The yuan exchange rate will be kept generally stable at an adaptive, balanced level, according to an announcement made after the two-day conference, which ended in Beijing yesterday. "China will make macro policy orientations more consistent and effective, and refine expectations management mechanisms to bolster social confidence."
The Central Economic Work Conference is held by the Central Committee of the Communist Party of China and the State Council at the end of the year. It serves as an authoritative barometer for assessing the country's economic situation and introduces stimulus measures for the year ahead.
"Given the combined impact of internal and external uncertainties, the yuan exchange rate is expected to continue exhibiting two-way fluctuations next year," said Guan Tao, global chief economist at BOC International China.

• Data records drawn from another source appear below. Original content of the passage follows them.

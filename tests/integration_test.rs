use std::time::Duration;

use edition_admin::models::job::{JobOutcome, JobSnapshot, JobSpec, JobState};
use edition_admin::services::queue::{JobQueue, JobStore, QueuedJob};

fn redis_url() -> String {
    std::env::var("REDIS_URL").unwrap_or_else(|_| "redis://127.0.0.1:6379".to_string())
}

/// Integration test: Redis job lifecycle
///
/// Enqueue, poll, dequeue, start and complete a job against a live Redis.
///
/// Note: This requires a running Redis instance (REDIS_URL).
#[tokio::test]
#[ignore] // Run with: cargo test --test integration_test -- --ignored
async fn test_redis_job_lifecycle() {
    let queue = JobQueue::new(&redis_url(), Duration::from_secs(60)).expect("open Redis client");
    queue.health_check().await.expect("Redis is reachable");

    let spec = JobSpec::BakeChapters {
        start: 1,
        stop: 2,
        base_url: "http://localhost:3000/apparatus/estoria-digital/".to_string(),
        data_path: "/tmp/edition-data".into(),
    };
    let id = queue.enqueue(spec.clone()).await.expect("enqueue");

    let snapshot = queue.poll(&id.to_string()).await.expect("poll");
    assert_eq!(snapshot, JobSnapshot::unknown());

    // Other jobs may be queued by a shared instance; drain until ours appears.
    let job = loop {
        let job = queue
            .dequeue()
            .await
            .expect("dequeue")
            .expect("our job is queued");
        if job.job_id == id {
            break job;
        }
    };
    assert_eq!(job.spec, spec);

    queue.mark_started(id).await.expect("mark started");
    assert_eq!(
        queue.poll(&id.to_string()).await.unwrap().state,
        JobState::Started
    );

    queue
        .complete(&job, JobOutcome::Success(None))
        .await
        .expect("complete");
    let snapshot = queue.poll(&id.to_string()).await.unwrap();
    assert_eq!(snapshot.state, JobState::Success);
    assert_eq!(snapshot.result, None);
}

#[tokio::test]
#[ignore] // Requires Redis
async fn test_redis_unknown_ids_read_as_pending() {
    let queue = JobQueue::new(&redis_url(), Duration::from_secs(60)).expect("open Redis client");
    assert_eq!(queue.poll("aaa").await.unwrap(), JobSnapshot::unknown());
    assert_eq!(
        queue
            .poll(&uuid::Uuid::new_v4().to_string())
            .await
            .unwrap(),
        JobSnapshot::unknown()
    );
}

#[tokio::test]
#[ignore] // Requires Redis
async fn test_redis_abandon_recreates_missing_record() {
    let queue = JobQueue::new(&redis_url(), Duration::from_secs(60)).expect("open Redis client");
    let job = QueuedJob {
        job_id: uuid::Uuid::new_v4(),
        spec: JobSpec::ReaderXml {
            data_path: "/tmp/edition-data".into(),
            scripts_path: "/tmp/edition-scripts".into(),
        },
    };
    queue
        .abandon(&job, "Could not start job")
        .await
        .expect("abandon");
    let snapshot = queue.poll(&job.job_id.to_string()).await.unwrap();
    assert_eq!(snapshot.state, JobState::Failure);
    assert_eq!(snapshot.result_str(), Some("Could not start job"));
}
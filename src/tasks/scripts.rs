//! Rebuild jobs that only run converter scripts against a data directory.

use std::path::Path;

use crate::models::job::TaskKind;
use crate::services::process::{ProcessError, ScriptRunner};

const ESTORIA_XML: &[&str] = &[
    "make_paginated_json.py",
    "add_html_to_paginated_json.py",
    "make_chapter_index_json.py",
];
const READER_XML: &[&str] = &["make_reader.py"];
const TRANSLATION_XML: &[&str] = &["make_translation.py"];
const CPSF_CRITICAL_XML: &[&str] = &[
    "make_critical_chapter_verse_json.py",
    "make_critical_index_json.py",
];
const CRITICAL_EDITION_FIRST: &[&str] = &[
    "make_critical_chapter_verse_json.py",
    "make_apparatus_index_page.py",
];

/// Scripts a rebuild kind runs, in order. Empty for kinds that are not script jobs.
pub fn sequence(kind: TaskKind) -> &'static [&'static str] {
    match kind {
        TaskKind::EstoriaXml => ESTORIA_XML,
        TaskKind::ReaderXml => READER_XML,
        TaskKind::TranslationXml => TRANSLATION_XML,
        TaskKind::CpsfCriticalXml => CPSF_CRITICAL_XML,
        TaskKind::CriticalEditionFirst => CRITICAL_EDITION_FIRST,
        TaskKind::XmlConversion | TaskKind::BakeChapters => &[],
    }
}

/// Run each script with `-d <data_path>` in `scripts_path`, stopping at the first failure.
pub async fn run_sequence(
    runner: &ScriptRunner,
    scripts: &[&str],
    data_path: &Path,
    scripts_path: &Path,
) -> Result<(), ProcessError> {
    for script in scripts {
        tracing::debug!("run {script}");
        runner
            .run_with_data_path(script, data_path, scripts_path)
            .await?;
    }
    Ok(())
}

#[cfg(test)]
mod tests {
    use super::*;
    use std::fs;

    /// Stand-in converter that appends its own name to `<data>/log`.
    fn logging_script(dir: &Path, name: &str) {
        fs::write(dir.join(name), format!("echo {name} >> \"$2/log\"\n")).unwrap();
    }

    #[test]
    fn test_sequences() {
        assert_eq!(sequence(TaskKind::EstoriaXml).len(), 3);
        assert_eq!(sequence(TaskKind::ReaderXml), ["make_reader.py"]);
        assert_eq!(
            sequence(TaskKind::CriticalEditionFirst)[1],
            "make_apparatus_index_page.py"
        );
        assert!(sequence(TaskKind::BakeChapters).is_empty());
    }

    #[tokio::test]
    async fn test_runs_in_order() {
        let scripts = tempfile::tempdir().unwrap();
        let data = tempfile::tempdir().unwrap();
        for name in ESTORIA_XML {
            logging_script(scripts.path(), name);
        }

        run_sequence(&ScriptRunner::new("sh"), ESTORIA_XML, data.path(), scripts.path())
            .await
            .unwrap();

        let log = fs::read_to_string(data.path().join("log")).unwrap();
        let ran: Vec<&str> = log.lines().collect();
        assert_eq!(ran, ESTORIA_XML);
    }

    #[tokio::test]
    async fn test_first_failure_stops_sequence() {
        let scripts = tempfile::tempdir().unwrap();
        let data = tempfile::tempdir().unwrap();
        fs::write(
            scripts.path().join("make_critical_chapter_verse_json.py"),
            "echo no collation >&2\nexit 1\n",
        )
        .unwrap();
        logging_script(scripts.path(), "make_apparatus_index_page.py");

        let err = run_sequence(
            &ScriptRunner::new("sh"),
            CRITICAL_EDITION_FIRST,
            data.path(),
            scripts.path(),
        )
        .await
        .unwrap_err();

        assert!(err.to_string().contains("no collation"));
        assert!(!data.path().join("log").exists());
    }
}
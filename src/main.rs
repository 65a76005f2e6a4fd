use std::sync::Arc;

use metrics_exporter_prometheus::PrometheusBuilder;

use edition_admin::app_state::AppState;
use edition_admin::config::{AppConfig, QueueBackend};
use edition_admin::services::queue;
use edition_admin::tasks::TaskContext;
use edition_admin::{routes, telemetry, worker};

#[tokio::main]
async fn main() {
    telemetry::init_tracing();

    // Load configuration from environment
    let config = AppConfig::from_env().expect("Failed to load configuration from environment");

    tracing::info!("Initializing edition-admin server");

    let prometheus_handle = PrometheusBuilder::new()
        .install_recorder()
        .expect("Failed to install Prometheus metrics recorder");
    telemetry::describe_metrics();

    tracing::info!(backend = ?config.queue_backend, "Connecting to job queue");
    let queue = queue::connect(&config).expect("Failed to initialize job queue");

    if config.queue_backend == QueueBackend::Memory {
        let ctx = TaskContext::from_config(&config).expect("Failed to initialize task context");
        worker::spawn_pool(queue.clone(), ctx, config.worker_count);
    }

    let bind_addr = config.bind_addr.clone();
    let state = AppState::new(config, queue);
    let app = routes::router(state, Arc::new(prometheus_handle));

    let listener = tokio::net::TcpListener::bind(&bind_addr)
        .await
        .expect("Failed to bind to address");

    tracing::info!("Server listening on {}", bind_addr);

    axum::serve(listener, app).await.expect("Server error");
}
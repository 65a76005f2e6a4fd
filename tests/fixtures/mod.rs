//! Documents and project layouts used by the router tests.

#![allow(dead_code)]

use std::fs;
use std::path::{Path, PathBuf};

use edition_admin::config::AppConfig;
use edition_admin::models::project::{Project, ProjectPaths};

pub const VALID_TEI: &[u8] = br#"<?xml version="1.0" encoding="UTF-8"?>
<TEI xmlns="http://www.tei-c.org/ns/1.0"><text><body><pb n="1r"/><p>Estoria</p></body></text></TEI>
"#;

pub const BROKEN_TEI: &[u8] = b"<TEI><text><body></text></TEI>";

pub fn paths(config: &AppConfig, project: Project) -> ProjectPaths {
    config.project_paths(project)
}

/// Write a collation index whose chapters run from 1 to `maximum`.
pub fn write_collation(paths: &ProjectPaths, maximum: u32) -> PathBuf {
    let entries: Vec<String> = (1..=maximum).map(|n| format!("\"{n}\": {{}}")).collect();
    let index = &paths.collation_index;
    fs::create_dir_all(index.parent().expect("index has a parent")).expect("create apparatus dir");
    fs::write(index, format!("{{{}}}", entries.join(", "))).expect("write collation index");
    index.clone()
}

/// Put an `sh` stand-in for a converter script in place.
pub fn write_script(dir: &Path, name: &str, body: &str) {
    fs::create_dir_all(dir).expect("create scripts dir");
    fs::write(dir.join(name), body).expect("write script");
}
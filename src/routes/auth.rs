//! Optional HTTP Basic auth for the admin and conversion pages.

use axum::extract::{Request, State};
use axum::http::{header, HeaderMap, StatusCode};
use axum::middleware::Next;
use axum::response::{IntoResponse, Response};
use base64::engine::general_purpose::STANDARD;
use base64::Engine;

use crate::app_state::AppState;

const REALM: &str = r#"Basic realm="edition-admin""#;

/// Reject requests without the configured credentials. A no-op when no
/// admin password is set.
pub async fn require_basic_auth(
    State(state): State<AppState>,
    req: Request,
    next: Next,
) -> Response {
    let Some(password) = state.config.admin_password.as_deref() else {
        return next.run(req).await;
    };

    if credentials_match(req.headers(), &state.config.admin_user, password) {
        return next.run(req).await;
    }

    tracing::warn!(path = %req.uri().path(), "Rejected unauthenticated request");
    (
        StatusCode::UNAUTHORIZED,
        [(header::WWW_AUTHENTICATE, REALM)],
        "Authentication required",
    )
        .into_response()
}

fn credentials_match(headers: &HeaderMap, user: &str, password: &str) -> bool {
    let Some(encoded) = headers
        .get(header::AUTHORIZATION)
        .and_then(|v| v.to_str().ok())
        .and_then(|v| v.strip_prefix("Basic "))
    else {
        return false;
    };
    let Ok(decoded) = STANDARD.decode(encoded.trim()) else {
        return false;
    };
    let Ok(decoded) = String::from_utf8(decoded) else {
        return false;
    };
    decoded
        .split_once(':')
        .is_some_and(|(u, p)| u == user && p == password)
}
//! Logging and metrics setup shared by the server and worker binaries.

use tracing_subscriber::EnvFilter;

/// JSON logs filtered by `RUST_LOG`, defaulting to `info`.
pub fn init_tracing() {
    tracing_subscriber::fmt()
        .with_env_filter(
            EnvFilter::try_from_default_env().unwrap_or_else(|_| EnvFilter::new("info")),
        )
        .json()
        .init();
}

/// Register descriptions for the job metrics.
pub fn describe_metrics() {
    metrics::describe_counter!("jobs_enqueued_total", "Total jobs submitted, by kind");
    metrics::describe_counter!("jobs_completed_total", "Total jobs that finished successfully");
    metrics::describe_counter!("jobs_failed_total", "Total jobs that ended in FAILURE");
    metrics::describe_histogram!(
        "job_processing_seconds",
        metrics::Unit::Seconds,
        "Time spent running a job"
    );
    metrics::describe_gauge!("job_queue_depth", "Jobs waiting for a worker");
}
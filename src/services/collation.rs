//! Reads the collation index that defines which chapters exist.

use std::path::Path;

/// Chapters listed in the collation index, in document order.
#[derive(Debug, Clone, PartialEq, Eq)]
pub struct CollationIndex {
    /// Keys that name a chapter number. Other keys are skipped.
    pub chapters: Vec<u32>,
    /// The last key in document order, which bounds every bake request.
    pub maximum: u32,
}

pub async fn read_index(index: &Path) -> Result<CollationIndex, CollationError> {
    let text = tokio::fs::read_to_string(index).await?;
    parse_index(&text)
}

/// The index is a JSON object keyed by chapter number; the last key in
/// document order is the maximum.
pub fn parse_index(text: &str) -> Result<CollationIndex, CollationError> {
    let data: serde_json::Map<String, serde_json::Value> = serde_json::from_str(text)?;
    let last = data.keys().next_back().ok_or(CollationError::Empty)?;
    let maximum = last
        .trim()
        .parse()
        .map_err(|_| CollationError::BadKey(last.clone()))?;
    let chapters = data.keys().filter_map(|k| k.trim().parse().ok()).collect();
    Ok(CollationIndex { chapters, maximum })
}

/// Whether the collation index is present on disk.
pub async fn exists(index: &Path) -> bool {
    tokio::fs::try_exists(index).await.unwrap_or(false)
}

#[derive(Debug, thiserror::Error)]
pub enum CollationError {
    #[error("Could not read collation index: {0}")]
    Io(#[from] std::io::Error),

    #[error("Collation index is not a JSON object: {0}")]
    Parse(#[from] serde_json::Error),

    #[error("Collation index has no chapters")]
    Empty,

    #[error("Collation key {0:?} is not a chapter number")]
    BadKey(String),
}

#[cfg(test)]
mod tests {
    use super::*;

    #[test]
    fn test_last_key_wins_even_when_not_largest() {
        // Document order matters, not numeric order.
        let text = r#"{"1": {}, "2": {}, "15": {}, "3": {}}"#;
        assert_eq!(parse_index(text).unwrap().maximum, 3);
    }

    #[test]
    fn test_typical_index() {
        let text = r#"{"1": {"1": []}, "2": {}, "20": {}}"#;
        let index = parse_index(text).unwrap();
        assert_eq!(index.maximum, 20);
        assert_eq!(index.chapters, vec![1, 2, 20]);
    }

    #[test]
    fn test_chapters_follow_keys_not_maximum() {
        let index = parse_index(r#"{"1": {}, "preface": {}, "1000000000": {}}"#).unwrap();
        assert_eq!(index.maximum, 1_000_000_000);
        assert_eq!(index.chapters, vec![1, 1_000_000_000]);
    }

    #[test]
    fn test_empty_index() {
        assert!(matches!(parse_index("{}"), Err(CollationError::Empty)));
    }

    #[test]
    fn test_non_numeric_key() {
        assert!(matches!(
            parse_index(r#"{"intro": {}}"#),
            Err(CollationError::BadKey(_))
        ));
    }

    #[tokio::test]
    async fn test_missing_file() {
        let dir = tempfile::tempdir().expect("create temp dir");
        let path = dir.path().join("collations.json");
        assert!(!exists(&path).await);
        assert!(matches!(read_index(&path).await, Err(CollationError::Io(_))));
    }
}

China's signal is for a policy orientation aimed at preventing excessive depreciation and excessive appreciation of the yuan, Guan noted. The approach will help curb the pro-cyclical, one-sided herd behavior in the foreign exchange market and create a stable financial environment to support the sustained recovery of the economy, Guan added.
The exchange rate stabilization policy is primarily aimed at preventing a consensus-driven one-sided expectation in the market, according to Ming Ming, chief economist at Citic Securities. Following the Federal Reserve's interest rate cuts, the yuan will remain relatively strong against the US dollar by the end of the year, Ming pointed out.
However, the central level of the exchange rate may struggle to fall below 7, Ming noted, adding that although seasonal factors related to year-end settlements could lead to a temporary breakthrough.
The trend with the US Dollar index's relatively weak performance may continue into next year, which would create a relatively favorable external environment for the yuan, Ming said. Against this backdrop, the redback's exchange rate may appreciate moderately in 2026, Ming added.
If the domestic economy's endogenous momentum continues to gradually recover next year, it is likely to align with external market factors to form a significant synergy, potentially driving the central level of the yuan to US dollar exchange rate to break below 7, Ming pointed out.
The yuan to US dollar exchange rate is likely to continue appreciating, said Sun Binbin, chief economist at Caitong Securities, adding that he anticipates that the threshold for the first half of next year will be 7, with the potential to break below that in the second half.
The steady progress of yuan internationalization, along with the increasing proportion of its usage in areas such as China's foreign trade and outbound investment, supports the medium- to long-term demand for the currency and promotes its steady appreciation, Sun pointed out. However, the extent and pace of appreciation should not be too rapid because it could negatively impact the growth rate of exports, he said.